**Task input**:
+++++

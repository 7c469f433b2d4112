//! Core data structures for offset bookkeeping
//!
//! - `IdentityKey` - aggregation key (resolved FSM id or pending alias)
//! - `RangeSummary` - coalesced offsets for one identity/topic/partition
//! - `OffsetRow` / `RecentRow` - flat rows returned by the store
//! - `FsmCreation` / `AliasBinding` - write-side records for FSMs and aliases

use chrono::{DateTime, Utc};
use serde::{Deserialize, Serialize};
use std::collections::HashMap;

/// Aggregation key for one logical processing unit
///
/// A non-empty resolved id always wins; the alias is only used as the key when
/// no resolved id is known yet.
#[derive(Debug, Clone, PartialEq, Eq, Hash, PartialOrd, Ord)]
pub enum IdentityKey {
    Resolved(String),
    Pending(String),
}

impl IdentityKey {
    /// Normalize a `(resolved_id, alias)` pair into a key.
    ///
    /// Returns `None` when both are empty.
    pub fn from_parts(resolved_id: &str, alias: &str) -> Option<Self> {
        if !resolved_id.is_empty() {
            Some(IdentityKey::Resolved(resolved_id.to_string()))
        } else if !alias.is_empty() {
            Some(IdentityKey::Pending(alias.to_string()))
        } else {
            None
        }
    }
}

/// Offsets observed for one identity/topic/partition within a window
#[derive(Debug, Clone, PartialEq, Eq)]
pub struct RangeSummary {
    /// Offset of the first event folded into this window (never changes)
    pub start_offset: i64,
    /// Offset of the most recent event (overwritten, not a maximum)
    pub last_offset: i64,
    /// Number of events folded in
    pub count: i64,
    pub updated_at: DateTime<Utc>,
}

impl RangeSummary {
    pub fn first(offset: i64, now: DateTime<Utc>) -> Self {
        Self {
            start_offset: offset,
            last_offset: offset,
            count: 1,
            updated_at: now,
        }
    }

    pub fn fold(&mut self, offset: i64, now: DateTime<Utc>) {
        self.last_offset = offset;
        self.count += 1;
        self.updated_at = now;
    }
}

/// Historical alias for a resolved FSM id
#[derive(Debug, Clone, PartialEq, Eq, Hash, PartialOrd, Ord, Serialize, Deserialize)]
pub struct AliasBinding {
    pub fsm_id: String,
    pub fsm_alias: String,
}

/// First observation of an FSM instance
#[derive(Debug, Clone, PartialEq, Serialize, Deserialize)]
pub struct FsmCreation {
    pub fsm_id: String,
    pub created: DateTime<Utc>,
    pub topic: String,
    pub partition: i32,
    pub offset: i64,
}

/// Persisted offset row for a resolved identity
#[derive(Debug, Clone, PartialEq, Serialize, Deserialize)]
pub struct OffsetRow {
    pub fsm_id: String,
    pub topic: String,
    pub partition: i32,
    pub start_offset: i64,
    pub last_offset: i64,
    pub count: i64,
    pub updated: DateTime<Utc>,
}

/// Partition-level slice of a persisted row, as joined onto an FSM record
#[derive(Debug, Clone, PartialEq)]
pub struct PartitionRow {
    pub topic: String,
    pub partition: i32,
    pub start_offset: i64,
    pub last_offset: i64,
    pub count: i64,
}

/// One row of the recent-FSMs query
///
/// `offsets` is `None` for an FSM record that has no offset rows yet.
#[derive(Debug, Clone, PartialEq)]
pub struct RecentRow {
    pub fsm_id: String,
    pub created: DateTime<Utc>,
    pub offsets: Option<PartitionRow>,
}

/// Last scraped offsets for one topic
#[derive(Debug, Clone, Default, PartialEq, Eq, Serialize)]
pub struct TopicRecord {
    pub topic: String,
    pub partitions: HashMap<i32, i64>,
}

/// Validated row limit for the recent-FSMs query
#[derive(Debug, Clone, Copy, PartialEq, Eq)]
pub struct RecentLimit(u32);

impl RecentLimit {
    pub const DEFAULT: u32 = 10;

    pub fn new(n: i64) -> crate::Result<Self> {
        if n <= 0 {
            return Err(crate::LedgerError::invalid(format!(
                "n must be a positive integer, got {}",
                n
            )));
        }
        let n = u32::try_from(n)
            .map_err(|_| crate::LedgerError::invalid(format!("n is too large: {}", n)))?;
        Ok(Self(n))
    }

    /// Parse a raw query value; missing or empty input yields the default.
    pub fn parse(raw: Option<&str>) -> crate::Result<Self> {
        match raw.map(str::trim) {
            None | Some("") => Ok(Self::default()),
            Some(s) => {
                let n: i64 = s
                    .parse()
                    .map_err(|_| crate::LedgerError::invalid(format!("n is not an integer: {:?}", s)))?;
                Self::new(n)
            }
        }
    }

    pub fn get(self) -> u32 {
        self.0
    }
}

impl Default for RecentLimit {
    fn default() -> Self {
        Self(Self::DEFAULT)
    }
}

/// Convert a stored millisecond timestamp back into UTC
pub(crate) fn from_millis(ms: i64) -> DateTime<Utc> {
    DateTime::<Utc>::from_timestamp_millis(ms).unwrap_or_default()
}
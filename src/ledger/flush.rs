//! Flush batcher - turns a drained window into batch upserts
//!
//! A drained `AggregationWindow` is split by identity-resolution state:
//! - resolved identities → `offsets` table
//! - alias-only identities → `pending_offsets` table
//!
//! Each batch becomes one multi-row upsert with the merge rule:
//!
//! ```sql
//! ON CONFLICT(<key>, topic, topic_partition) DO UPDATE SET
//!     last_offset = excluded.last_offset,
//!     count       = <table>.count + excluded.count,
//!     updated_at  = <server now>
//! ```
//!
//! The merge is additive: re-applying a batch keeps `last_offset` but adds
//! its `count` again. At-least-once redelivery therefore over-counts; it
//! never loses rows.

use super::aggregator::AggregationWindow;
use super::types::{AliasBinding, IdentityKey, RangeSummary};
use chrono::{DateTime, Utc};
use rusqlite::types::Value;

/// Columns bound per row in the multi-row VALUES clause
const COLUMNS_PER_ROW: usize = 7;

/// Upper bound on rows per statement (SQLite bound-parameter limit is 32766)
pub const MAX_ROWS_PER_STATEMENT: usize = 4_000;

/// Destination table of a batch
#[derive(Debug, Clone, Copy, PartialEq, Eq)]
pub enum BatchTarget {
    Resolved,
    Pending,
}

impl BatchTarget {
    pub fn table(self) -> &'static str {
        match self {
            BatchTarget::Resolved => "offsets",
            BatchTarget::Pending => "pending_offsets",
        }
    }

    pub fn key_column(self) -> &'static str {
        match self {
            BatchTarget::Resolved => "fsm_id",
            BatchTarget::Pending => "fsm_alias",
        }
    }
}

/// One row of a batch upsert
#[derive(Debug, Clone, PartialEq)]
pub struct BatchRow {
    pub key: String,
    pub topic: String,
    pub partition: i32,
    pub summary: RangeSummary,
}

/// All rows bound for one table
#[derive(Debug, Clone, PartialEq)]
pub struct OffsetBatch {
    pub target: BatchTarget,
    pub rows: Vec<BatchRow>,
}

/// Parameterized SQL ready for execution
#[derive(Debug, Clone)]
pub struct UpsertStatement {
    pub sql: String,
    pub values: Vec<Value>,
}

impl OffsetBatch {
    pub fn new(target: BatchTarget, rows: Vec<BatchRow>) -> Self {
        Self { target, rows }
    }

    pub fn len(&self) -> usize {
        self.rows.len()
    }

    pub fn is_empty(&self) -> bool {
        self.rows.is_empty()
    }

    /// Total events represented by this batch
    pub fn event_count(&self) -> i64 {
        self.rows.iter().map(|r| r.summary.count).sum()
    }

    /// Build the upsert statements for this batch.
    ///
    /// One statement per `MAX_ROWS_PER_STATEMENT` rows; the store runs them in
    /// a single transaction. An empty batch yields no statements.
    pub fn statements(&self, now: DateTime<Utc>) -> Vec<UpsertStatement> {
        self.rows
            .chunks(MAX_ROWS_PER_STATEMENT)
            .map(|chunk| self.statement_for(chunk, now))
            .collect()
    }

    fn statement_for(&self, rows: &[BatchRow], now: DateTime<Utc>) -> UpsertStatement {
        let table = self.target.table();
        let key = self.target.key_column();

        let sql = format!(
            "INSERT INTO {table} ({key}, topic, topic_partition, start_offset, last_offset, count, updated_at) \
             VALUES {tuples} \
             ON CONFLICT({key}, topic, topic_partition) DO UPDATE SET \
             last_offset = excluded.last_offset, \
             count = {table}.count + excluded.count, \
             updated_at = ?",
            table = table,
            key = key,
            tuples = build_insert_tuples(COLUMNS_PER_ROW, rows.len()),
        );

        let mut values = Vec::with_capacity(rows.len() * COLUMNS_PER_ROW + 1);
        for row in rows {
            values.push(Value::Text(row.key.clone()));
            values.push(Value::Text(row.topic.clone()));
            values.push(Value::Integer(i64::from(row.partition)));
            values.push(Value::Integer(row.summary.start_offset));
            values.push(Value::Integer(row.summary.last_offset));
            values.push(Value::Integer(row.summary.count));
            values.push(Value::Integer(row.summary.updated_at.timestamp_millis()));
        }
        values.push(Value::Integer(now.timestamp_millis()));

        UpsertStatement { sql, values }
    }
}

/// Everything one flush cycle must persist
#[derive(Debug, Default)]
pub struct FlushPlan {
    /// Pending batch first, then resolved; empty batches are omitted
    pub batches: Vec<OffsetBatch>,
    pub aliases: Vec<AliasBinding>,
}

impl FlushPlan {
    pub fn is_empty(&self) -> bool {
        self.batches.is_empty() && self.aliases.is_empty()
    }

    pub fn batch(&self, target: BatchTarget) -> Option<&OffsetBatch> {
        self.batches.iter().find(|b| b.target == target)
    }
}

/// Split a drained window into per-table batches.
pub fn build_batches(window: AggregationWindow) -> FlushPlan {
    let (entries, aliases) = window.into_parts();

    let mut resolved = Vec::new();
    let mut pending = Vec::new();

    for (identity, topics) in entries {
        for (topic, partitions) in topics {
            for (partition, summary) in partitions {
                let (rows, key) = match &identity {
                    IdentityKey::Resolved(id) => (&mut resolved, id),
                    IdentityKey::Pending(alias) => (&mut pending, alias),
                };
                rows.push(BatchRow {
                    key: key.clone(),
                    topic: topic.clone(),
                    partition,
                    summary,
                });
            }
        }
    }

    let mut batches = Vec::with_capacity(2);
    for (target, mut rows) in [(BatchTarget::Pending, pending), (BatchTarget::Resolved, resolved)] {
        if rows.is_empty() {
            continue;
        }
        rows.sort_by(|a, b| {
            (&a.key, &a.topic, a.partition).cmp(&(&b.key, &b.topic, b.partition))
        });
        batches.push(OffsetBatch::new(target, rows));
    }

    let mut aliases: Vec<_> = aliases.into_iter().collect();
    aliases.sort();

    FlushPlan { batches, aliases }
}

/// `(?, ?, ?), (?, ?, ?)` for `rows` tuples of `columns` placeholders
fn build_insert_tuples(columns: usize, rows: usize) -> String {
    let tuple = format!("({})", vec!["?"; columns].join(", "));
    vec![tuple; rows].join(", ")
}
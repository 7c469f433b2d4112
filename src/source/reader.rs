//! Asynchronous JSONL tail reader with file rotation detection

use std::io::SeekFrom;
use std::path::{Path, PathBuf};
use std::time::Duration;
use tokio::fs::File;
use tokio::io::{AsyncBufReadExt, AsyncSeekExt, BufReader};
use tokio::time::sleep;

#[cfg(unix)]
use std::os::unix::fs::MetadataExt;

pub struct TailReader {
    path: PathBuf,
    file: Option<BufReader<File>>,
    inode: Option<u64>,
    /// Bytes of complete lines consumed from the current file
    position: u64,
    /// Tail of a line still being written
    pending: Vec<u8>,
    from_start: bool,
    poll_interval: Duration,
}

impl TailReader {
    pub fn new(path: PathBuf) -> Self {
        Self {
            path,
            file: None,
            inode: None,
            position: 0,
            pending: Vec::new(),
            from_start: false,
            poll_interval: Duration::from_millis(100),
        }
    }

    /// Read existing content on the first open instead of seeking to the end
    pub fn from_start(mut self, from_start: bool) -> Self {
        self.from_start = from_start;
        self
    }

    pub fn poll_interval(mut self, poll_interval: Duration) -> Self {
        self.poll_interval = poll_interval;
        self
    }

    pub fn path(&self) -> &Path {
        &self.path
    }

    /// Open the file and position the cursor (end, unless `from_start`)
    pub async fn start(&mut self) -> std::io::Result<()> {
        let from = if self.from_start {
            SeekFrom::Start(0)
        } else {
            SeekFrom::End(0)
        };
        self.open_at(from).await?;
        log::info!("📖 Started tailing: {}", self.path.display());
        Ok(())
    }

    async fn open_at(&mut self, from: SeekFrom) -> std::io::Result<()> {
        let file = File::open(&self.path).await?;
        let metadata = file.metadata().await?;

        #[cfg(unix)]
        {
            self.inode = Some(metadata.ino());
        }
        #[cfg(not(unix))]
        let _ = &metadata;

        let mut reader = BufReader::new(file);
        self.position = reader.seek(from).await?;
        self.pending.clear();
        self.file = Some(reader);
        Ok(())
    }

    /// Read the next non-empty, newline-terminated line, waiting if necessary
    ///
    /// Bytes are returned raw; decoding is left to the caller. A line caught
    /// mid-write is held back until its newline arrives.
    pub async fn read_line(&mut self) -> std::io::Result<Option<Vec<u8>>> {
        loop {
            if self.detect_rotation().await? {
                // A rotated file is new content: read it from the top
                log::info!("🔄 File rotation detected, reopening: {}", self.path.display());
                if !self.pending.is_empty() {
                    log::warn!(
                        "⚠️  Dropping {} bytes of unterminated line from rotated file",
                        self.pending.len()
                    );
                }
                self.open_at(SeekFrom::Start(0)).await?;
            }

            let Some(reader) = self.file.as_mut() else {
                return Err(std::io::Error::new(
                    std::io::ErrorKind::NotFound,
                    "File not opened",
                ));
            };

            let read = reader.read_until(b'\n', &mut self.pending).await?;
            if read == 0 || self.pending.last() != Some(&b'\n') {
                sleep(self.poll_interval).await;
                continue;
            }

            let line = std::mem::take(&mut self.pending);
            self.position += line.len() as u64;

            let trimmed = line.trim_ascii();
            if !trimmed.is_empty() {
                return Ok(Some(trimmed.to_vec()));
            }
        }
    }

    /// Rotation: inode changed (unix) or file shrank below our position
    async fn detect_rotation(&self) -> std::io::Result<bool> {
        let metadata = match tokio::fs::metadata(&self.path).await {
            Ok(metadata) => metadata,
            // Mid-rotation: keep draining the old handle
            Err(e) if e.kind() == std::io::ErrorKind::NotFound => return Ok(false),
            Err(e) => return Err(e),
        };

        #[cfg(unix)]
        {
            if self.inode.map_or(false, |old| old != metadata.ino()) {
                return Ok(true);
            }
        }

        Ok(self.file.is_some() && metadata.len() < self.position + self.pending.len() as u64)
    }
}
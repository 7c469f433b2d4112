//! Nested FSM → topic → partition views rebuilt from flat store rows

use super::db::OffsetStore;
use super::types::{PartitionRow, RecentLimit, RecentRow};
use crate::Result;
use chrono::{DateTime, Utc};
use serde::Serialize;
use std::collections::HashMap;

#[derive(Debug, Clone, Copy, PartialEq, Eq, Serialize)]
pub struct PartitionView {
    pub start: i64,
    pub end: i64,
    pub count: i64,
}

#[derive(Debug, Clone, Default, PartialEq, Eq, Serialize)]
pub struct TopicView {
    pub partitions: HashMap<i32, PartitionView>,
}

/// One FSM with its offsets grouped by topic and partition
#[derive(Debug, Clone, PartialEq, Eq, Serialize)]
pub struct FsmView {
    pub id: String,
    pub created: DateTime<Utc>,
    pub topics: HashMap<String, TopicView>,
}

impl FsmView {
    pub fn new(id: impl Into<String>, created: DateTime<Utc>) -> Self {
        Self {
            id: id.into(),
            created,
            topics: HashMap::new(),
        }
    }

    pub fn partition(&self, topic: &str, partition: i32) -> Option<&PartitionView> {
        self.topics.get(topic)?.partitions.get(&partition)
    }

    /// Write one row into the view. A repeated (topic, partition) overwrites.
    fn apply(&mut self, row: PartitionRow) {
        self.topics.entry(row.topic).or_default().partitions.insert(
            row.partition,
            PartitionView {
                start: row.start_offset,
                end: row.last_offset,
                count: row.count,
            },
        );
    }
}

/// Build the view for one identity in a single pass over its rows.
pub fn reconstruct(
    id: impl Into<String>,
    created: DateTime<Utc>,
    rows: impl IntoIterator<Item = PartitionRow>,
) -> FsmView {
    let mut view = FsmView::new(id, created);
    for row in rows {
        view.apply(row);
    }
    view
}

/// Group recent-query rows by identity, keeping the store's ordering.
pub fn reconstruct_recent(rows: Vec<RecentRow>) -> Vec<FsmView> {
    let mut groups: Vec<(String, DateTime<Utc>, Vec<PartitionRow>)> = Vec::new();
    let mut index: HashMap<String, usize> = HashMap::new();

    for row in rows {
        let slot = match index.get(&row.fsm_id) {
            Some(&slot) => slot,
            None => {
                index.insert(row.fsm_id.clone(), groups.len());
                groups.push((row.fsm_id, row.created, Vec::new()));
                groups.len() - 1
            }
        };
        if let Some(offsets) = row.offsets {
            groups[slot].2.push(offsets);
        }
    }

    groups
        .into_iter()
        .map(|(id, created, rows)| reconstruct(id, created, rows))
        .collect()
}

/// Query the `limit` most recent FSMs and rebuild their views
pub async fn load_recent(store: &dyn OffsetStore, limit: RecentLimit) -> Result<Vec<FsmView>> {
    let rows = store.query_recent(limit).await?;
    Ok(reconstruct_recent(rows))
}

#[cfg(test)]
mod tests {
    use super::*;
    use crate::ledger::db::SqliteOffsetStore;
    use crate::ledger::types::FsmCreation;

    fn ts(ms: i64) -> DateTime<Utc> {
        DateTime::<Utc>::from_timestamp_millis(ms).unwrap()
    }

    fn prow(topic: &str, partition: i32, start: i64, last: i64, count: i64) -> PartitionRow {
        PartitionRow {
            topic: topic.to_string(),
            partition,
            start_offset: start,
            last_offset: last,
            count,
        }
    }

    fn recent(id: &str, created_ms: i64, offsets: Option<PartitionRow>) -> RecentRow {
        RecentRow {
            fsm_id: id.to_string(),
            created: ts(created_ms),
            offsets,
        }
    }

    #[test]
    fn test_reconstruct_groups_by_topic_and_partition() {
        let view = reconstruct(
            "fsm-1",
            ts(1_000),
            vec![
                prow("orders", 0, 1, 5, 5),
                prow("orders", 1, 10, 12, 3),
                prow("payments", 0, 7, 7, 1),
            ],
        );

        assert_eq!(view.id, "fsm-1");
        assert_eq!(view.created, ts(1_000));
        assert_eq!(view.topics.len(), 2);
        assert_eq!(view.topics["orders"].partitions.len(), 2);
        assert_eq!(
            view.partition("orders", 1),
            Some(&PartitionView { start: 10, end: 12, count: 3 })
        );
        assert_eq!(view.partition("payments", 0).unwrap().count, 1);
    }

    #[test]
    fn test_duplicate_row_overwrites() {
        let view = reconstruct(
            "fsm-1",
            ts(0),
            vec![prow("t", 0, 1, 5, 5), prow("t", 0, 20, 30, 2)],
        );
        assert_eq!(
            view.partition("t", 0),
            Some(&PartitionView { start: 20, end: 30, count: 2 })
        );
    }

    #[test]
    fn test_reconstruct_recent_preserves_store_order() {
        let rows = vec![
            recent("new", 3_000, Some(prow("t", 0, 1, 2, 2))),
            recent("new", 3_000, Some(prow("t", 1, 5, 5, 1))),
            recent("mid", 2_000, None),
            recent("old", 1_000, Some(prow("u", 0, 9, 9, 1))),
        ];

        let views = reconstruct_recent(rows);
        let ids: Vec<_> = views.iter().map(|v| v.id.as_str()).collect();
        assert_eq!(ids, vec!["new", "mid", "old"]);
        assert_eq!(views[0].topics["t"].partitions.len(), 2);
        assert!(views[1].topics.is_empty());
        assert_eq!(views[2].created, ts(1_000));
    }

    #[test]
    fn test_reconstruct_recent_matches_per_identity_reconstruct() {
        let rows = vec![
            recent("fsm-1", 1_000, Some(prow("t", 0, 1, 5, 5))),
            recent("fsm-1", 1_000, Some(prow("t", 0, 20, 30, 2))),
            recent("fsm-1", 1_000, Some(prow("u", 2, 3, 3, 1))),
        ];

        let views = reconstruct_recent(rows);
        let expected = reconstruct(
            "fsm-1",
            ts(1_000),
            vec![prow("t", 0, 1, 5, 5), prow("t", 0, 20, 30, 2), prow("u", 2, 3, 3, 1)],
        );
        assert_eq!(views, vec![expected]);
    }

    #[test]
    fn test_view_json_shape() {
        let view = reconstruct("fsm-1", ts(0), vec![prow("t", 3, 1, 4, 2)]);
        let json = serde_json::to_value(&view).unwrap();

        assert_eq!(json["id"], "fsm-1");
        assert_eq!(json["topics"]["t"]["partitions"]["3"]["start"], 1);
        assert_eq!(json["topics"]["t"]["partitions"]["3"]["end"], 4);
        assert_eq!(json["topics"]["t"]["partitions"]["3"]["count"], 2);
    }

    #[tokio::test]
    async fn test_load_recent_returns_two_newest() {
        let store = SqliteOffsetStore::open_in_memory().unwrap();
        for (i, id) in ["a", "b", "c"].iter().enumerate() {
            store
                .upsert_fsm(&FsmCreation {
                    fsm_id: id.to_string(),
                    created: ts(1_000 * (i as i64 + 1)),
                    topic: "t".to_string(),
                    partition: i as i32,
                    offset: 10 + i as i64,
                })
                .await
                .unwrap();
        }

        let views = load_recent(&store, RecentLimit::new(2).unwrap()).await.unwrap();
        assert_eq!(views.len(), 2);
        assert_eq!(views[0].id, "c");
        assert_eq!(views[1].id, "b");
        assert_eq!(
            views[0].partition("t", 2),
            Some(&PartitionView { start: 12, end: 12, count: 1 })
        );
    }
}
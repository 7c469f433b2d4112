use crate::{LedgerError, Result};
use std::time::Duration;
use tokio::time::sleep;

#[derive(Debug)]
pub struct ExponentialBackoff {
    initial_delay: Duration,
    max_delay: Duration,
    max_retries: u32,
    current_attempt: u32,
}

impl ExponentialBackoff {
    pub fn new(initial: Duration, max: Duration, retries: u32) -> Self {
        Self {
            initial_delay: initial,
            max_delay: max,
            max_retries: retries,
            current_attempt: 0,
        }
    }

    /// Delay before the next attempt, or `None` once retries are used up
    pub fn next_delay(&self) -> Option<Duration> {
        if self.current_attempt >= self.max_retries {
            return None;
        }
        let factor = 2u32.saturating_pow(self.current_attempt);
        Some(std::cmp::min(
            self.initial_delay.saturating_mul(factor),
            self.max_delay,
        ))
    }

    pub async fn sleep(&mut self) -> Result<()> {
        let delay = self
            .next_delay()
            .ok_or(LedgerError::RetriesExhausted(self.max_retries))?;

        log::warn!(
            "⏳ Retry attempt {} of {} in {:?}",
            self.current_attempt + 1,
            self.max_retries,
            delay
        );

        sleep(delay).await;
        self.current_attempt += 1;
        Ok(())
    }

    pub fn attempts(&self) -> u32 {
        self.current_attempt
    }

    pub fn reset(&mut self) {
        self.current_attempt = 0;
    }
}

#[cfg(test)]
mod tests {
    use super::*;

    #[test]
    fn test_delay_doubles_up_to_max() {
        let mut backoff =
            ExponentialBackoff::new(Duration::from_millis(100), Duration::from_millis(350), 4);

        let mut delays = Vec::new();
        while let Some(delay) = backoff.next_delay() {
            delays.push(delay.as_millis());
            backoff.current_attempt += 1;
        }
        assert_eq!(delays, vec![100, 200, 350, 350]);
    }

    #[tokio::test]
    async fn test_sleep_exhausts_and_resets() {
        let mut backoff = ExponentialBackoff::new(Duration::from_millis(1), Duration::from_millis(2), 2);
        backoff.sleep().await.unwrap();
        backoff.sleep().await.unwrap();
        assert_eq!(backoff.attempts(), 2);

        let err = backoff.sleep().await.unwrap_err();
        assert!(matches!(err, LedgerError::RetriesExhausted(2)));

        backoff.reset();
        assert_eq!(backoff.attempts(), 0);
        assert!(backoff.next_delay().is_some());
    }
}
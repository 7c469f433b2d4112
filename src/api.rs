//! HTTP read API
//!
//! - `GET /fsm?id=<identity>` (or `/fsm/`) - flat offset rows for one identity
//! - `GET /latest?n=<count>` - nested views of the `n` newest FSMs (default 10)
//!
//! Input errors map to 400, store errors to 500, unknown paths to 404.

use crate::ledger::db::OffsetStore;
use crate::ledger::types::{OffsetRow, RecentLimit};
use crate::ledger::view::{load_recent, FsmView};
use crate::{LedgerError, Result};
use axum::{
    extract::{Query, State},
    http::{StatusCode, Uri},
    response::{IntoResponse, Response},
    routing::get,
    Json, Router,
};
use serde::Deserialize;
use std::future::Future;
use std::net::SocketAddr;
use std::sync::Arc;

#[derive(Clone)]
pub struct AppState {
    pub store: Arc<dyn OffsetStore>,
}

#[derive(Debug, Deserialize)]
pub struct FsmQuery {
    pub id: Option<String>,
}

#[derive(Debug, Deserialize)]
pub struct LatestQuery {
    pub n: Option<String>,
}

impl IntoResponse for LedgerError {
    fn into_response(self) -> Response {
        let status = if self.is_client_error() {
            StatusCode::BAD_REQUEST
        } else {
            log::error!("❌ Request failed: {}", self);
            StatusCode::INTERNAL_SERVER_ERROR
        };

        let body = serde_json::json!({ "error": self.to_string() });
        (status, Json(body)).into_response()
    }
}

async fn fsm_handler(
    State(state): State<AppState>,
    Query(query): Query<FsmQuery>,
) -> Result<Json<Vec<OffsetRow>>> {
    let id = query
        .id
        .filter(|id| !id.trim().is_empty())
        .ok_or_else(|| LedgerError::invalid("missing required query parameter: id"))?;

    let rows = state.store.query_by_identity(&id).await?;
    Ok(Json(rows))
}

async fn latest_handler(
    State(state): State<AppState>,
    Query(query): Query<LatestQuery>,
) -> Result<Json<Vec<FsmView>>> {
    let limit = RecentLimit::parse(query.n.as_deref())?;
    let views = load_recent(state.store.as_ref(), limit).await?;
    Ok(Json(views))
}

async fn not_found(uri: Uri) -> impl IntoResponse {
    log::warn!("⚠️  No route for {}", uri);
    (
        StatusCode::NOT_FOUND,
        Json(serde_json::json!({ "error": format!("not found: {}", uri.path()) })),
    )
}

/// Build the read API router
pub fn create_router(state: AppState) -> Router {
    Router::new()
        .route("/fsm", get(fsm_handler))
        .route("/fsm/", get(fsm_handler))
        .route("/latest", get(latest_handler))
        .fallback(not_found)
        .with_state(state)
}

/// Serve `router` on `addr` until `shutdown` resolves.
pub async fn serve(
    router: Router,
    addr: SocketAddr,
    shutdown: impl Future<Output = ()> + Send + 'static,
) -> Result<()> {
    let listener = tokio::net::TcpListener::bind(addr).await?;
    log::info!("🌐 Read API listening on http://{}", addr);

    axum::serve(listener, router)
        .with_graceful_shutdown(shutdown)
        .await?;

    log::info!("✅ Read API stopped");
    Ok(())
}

+++++

**About this task**:
Above are the records; from them, give again exactly the lines from the one containing "into a key." through the one containing "Some(IdentityKey::Resolved(resolved_id.to_string()))", both included.

**Response box**:
    /// Normalize a `(resolved_id, alias)` pair into a key.
    ///
    /// Returns `None` when both are empty.
    pub fn from_parts(resolved_id: &str, alias: &str) -> Option<Self> {
        if !resolved_id.is_empty() {
            Some(IdentityKey::Resolved(resolved_id.to_string()))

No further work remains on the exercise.